That won't work. The money isn't going to line the pockets of (most) of the researchers. It's going to fund the actual science costs itself, which is millions per project.
The problem is that science nowadays is expensive. We've past the days where scientits can preform chemistry experiments in their garage, most science requires heavily specialized equipment, years of preparation, and/or lots of people.
I don't see a clear way to fix this problem. The projects that have the clearest ROI will continue to get funded first.
The standard rate for overhead billed to a grant is 30% and this has increased over time as has the amount of university administration and their salaries , so almost certainly we're not dealing with increased physical plant costs(typically, specific research equipment is billed to the grant, overhead covers things like building maintenance and admin costs).
So yes, (some) science is expensive, but universities also profit from it.
This really isn't true. Math and computer science research need very little in terms of materials cost. The physical sciences are indeed more of a problem, but I have difficulty believing that everything needs big money to research. Surely a large communal lab would facilitate a lot of smaller scale work?
Those fields aren't the issue, and not what he is discussing in the article. The two fields he mentions, bio-chem (the DNA sequencing) and quantum physics (higgs), both require large amounts of funding to progress. Think the large hadrom collider was cheap? Think a DNA sequencing machine is cheap?
Math is only limited by computer power, and our own personal mental computing power. Computer science, similarly. Those two fields are different from the rest of science as we know it today.
It's true that certain aspects of science are very expensive. We're generating a lot of data these days through DNA sequencing, particle collision, and various other expensive scientific measurement techniques.
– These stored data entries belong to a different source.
//! # courtbook-app
//!
//! Application layer — use-cases and **port definitions** (traits).
//!
//! ## Responsibilities
//! - Define **port traits** that adapters must implement (driven/outbound ports):
//!   - `Page` — the live browser page the reservation flow drives
//!   - `Mailer` — outbound delivery of the run report
//!   - `Clock` — the current time, injected so tests control "today" and "7am"
//! - Describe the club site's **layout** (locators, labels) in one place
//! - Define the **use-cases**:
//!   - `ClockGate` — hold submission until the release hour
//!   - `SlotSelector` — walk the preferred times on a results page
//!   - `ReservationAttempt` — one full search-select-confirm pass
//!   - `AttemptOrchestrator` — primary duration, then one fallback
//!   - `Reporter` — email the run log
//!   - `session` — login and logout
//!
//! ## Dependency rule
//! Depends on `courtbook-domain` only (plus `tokio::time` for waiting).
//! Never imports adapter crates. Adapters depend on *this* crate, not the reverse.

pub mod ports;
pub mod services;
pub mod site;
//! Attempt orchestrator — wait for release, then primary duration, then one fallback.

use courtbook_domain::attempt::RunOutcome;
use courtbook_domain::error::CourtBookError;
use courtbook_domain::request::ReservationRequest;
use courtbook_domain::run_log::RunLog;

use crate::ports::{Clock, Page};
use crate::services::clock_gate::{ClockGate, GateConfig};
use crate::services::note;
use crate::services::reservation::{AttemptTimeouts, ReservationAttempt};

/// Runs at most two reservation attempts on one authenticated page.
pub struct AttemptOrchestrator<C> {
    clock: C,
    gate: ClockGate<C>,
    attempt: ReservationAttempt<C>,
}

impl<C: Clock + Clone> AttemptOrchestrator<C> {
    /// Create a new orchestrator.
    pub fn new(clock: C, gate: GateConfig, timeouts: AttemptTimeouts) -> Self {
        Self {
            gate: ClockGate::new(clock.clone(), gate),
            attempt: ReservationAttempt::new(clock.clone(), timeouts),
            clock,
        }
    }

    /// The gate, e.g. to compute the club's "today" before building a request.
    #[must_use]
    pub fn gate(&self) -> &ClockGate<C> {
        &self.gate
    }

    /// Wait for release, then try the primary duration and, if it does not
    /// book, the fallback duration once.
    ///
    /// The same page is reused for both attempts; no second login happens.
    ///
    /// # Errors
    ///
    /// Returns [`CourtBookError::Driver`] when a mandatory step of either
    /// attempt fails. Attempts made so far are lost with the error, the run
    /// log keeps their trail.
    #[tracing::instrument(skip_all, fields(run_id = %log.run_id(), target_date = %request.target_date))]
    pub async fn run<P: Page>(
        &self,
        page: &P,
        request: &ReservationRequest,
        log: &mut RunLog,
    ) -> Result<RunOutcome, CourtBookError> {
        self.gate.wait_until_release(request.test_mode, log).await;

        let mut outcome = RunOutcome::default();
        let mut previous: Option<u16> = None;
        for minutes in request.durations.iter() {
            if let Some(failed) = previous {
                note(
                    log,
                    &self.clock,
                    format!("No reservation with {failed} minutes, falling back to {minutes} minutes"),
                );
            }

            let result = self
                .attempt
                .attempt(
                    page,
                    request.target_date,
                    minutes,
                    &request.preferred_times,
                    log,
                )
                .await?;
            note(
                log,
                &self.clock,
                format!("Attempt with {minutes} minutes: {}", result.outcome),
            );
            let booked = result.is_success();
            outcome.push(result);
            if booked {
                break;
            }
            previous = Some(minutes);
        }

        Ok(outcome)
    }
}
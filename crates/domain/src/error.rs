//! Common error types used across the workspace.
//!
//! Each layer defines its own typed errors and converts into
//! [`CourtBookError`] via `#[from]` or an explicit `into_domain()`.

/// Top-level error crossing port boundaries.
#[derive(Debug, thiserror::Error)]
pub enum CourtBookError {
    /// A domain invariant was violated.
    #[error("validation error")]
    Validation(#[from] ValidationError),

    /// The browser driver failed on a mandatory step (navigation, form fill, click).
    #[error("browser driver error")]
    Driver(#[source] Box<dyn std::error::Error + Send + Sync>),

    /// The outbound mail relay rejected or failed to deliver a report.
    #[error("mail delivery error")]
    Mail(#[source] Box<dyn std::error::Error + Send + Sync>),
}

/// Domain invariant violations.
#[derive(Debug, Clone, PartialEq, Eq, thiserror::Error)]
pub enum ValidationError {
    /// A duration of zero minutes cannot be booked.
    #[error("duration must be greater than zero minutes")]
    ZeroDuration,

    /// The fallback duration repeats the primary one.
    #[error("fallback duration {0} min is the same as the primary duration")]
    DuplicateDuration(u16),

    /// No duration was configured at all.
    #[error("at least one duration is required")]
    NoDuration,

    /// More durations than the single fallback allows.
    #[error("at most two durations are supported, got {0}")]
    TooManyDurations(usize),
}
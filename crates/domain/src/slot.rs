//! Preferred time slots and the outcome of picking one on the results page.

use crate::calendar::DayKind;

/// Evening window tried on weekdays, in order of preference.
pub const WEEKDAY_TIMES: [&str; 5] = ["6:00pm", "6:30pm", "7:00pm", "7:30pm", "8:00pm"];

/// Morning window tried on weekends, in order of preference.
pub const WEEKEND_TIMES: [&str; 5] = ["8:00am", "8:30am", "9:00am", "9:30am", "10:00am"];

/// Ranked list of time labels, as displayed on the club's result links.
#[derive(Debug, Clone, PartialEq, Eq)]
pub struct PreferredTimes(Vec<String>);

impl PreferredTimes {
    /// The fixed window for a day classification.
    #[must_use]
    pub fn for_day(kind: DayKind) -> Self {
        let labels = match kind {
            DayKind::Weekday => WEEKDAY_TIMES,
            DayKind::Weekend => WEEKEND_TIMES,
        };
        Self(labels.iter().map(|label| (*label).to_string()).collect())
    }

    /// Labels in order of preference.
    pub fn iter(&self) -> impl Iterator<Item = &str> {
        self.0.iter().map(String::as_str)
    }

    #[must_use]
    pub fn len(&self) -> usize {
        self.0.len()
    }

    #[must_use]
    pub fn is_empty(&self) -> bool {
        self.0.is_empty()
    }
}

impl<S: Into<String>> FromIterator<S> for PreferredTimes {
    fn from_iter<I: IntoIterator<Item = S>>(iter: I) -> Self {
        Self(iter.into_iter().map(Into::into).collect())
    }
}

/// Result of walking the preferred-time list on a results page.
#[derive(Debug, Clone, PartialEq, Eq)]
pub enum SlotOutcome {
    /// The link for `time` was found and clicked.
    Selected { time: String },
    /// The page states there is nothing to book at all.
    NoAvailability,
    /// Every preferred time was tried without a match.
    NoMatchingPreferredTime,
}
But there's a lot of work to be done in making sense of that data. It doesn't cost anything to play with data that's already been collected.
The biggest breakthroughs come from people thinking differently.
Obviously experimental physics can be extremely expensive, but coffee-and-chalk theoretical physics positions like (afaik) Higgs' have roughly the same costs as most math or humanities posts. And apparently theoretical physics has huge problems of PhD oversupply.
Does this disprove your implicit point though? The problem is any position which doesn't cost a lot is attracting way too many people for the amount of possible work.
Meanwhile, the expensive parts - i.e. all the applied physics needed to prove or disprove theoretical physics, is not receiving appropriate funding.
That's a really good point. Many meaningful projects will eventually cost a lot of money.
But I like how Brenner provides an environment for scientists to basically do what they want. Some of them eventually get projects funded, but it's important to have that first stage in which people have the freedom to explore.
A basic income can provide that freedom for everyone.
The problem with "the problem" is that there is no uniquely specified problem. The article is concerned with the use of key performance indicators by administrators to allocate resources to scientific projects in many fields. Math and computer science are also affected by this, contrary to what you say.
The problem is that science nowadays is expensive. We've past the days where scientits can preform chemistry experiments in their garage, most science requires heavily specialized equipment, years of preparation, and/or lots of people.
I don't see a clear way to fix this problem. The projects that have the clearest ROI will continue to get funded first.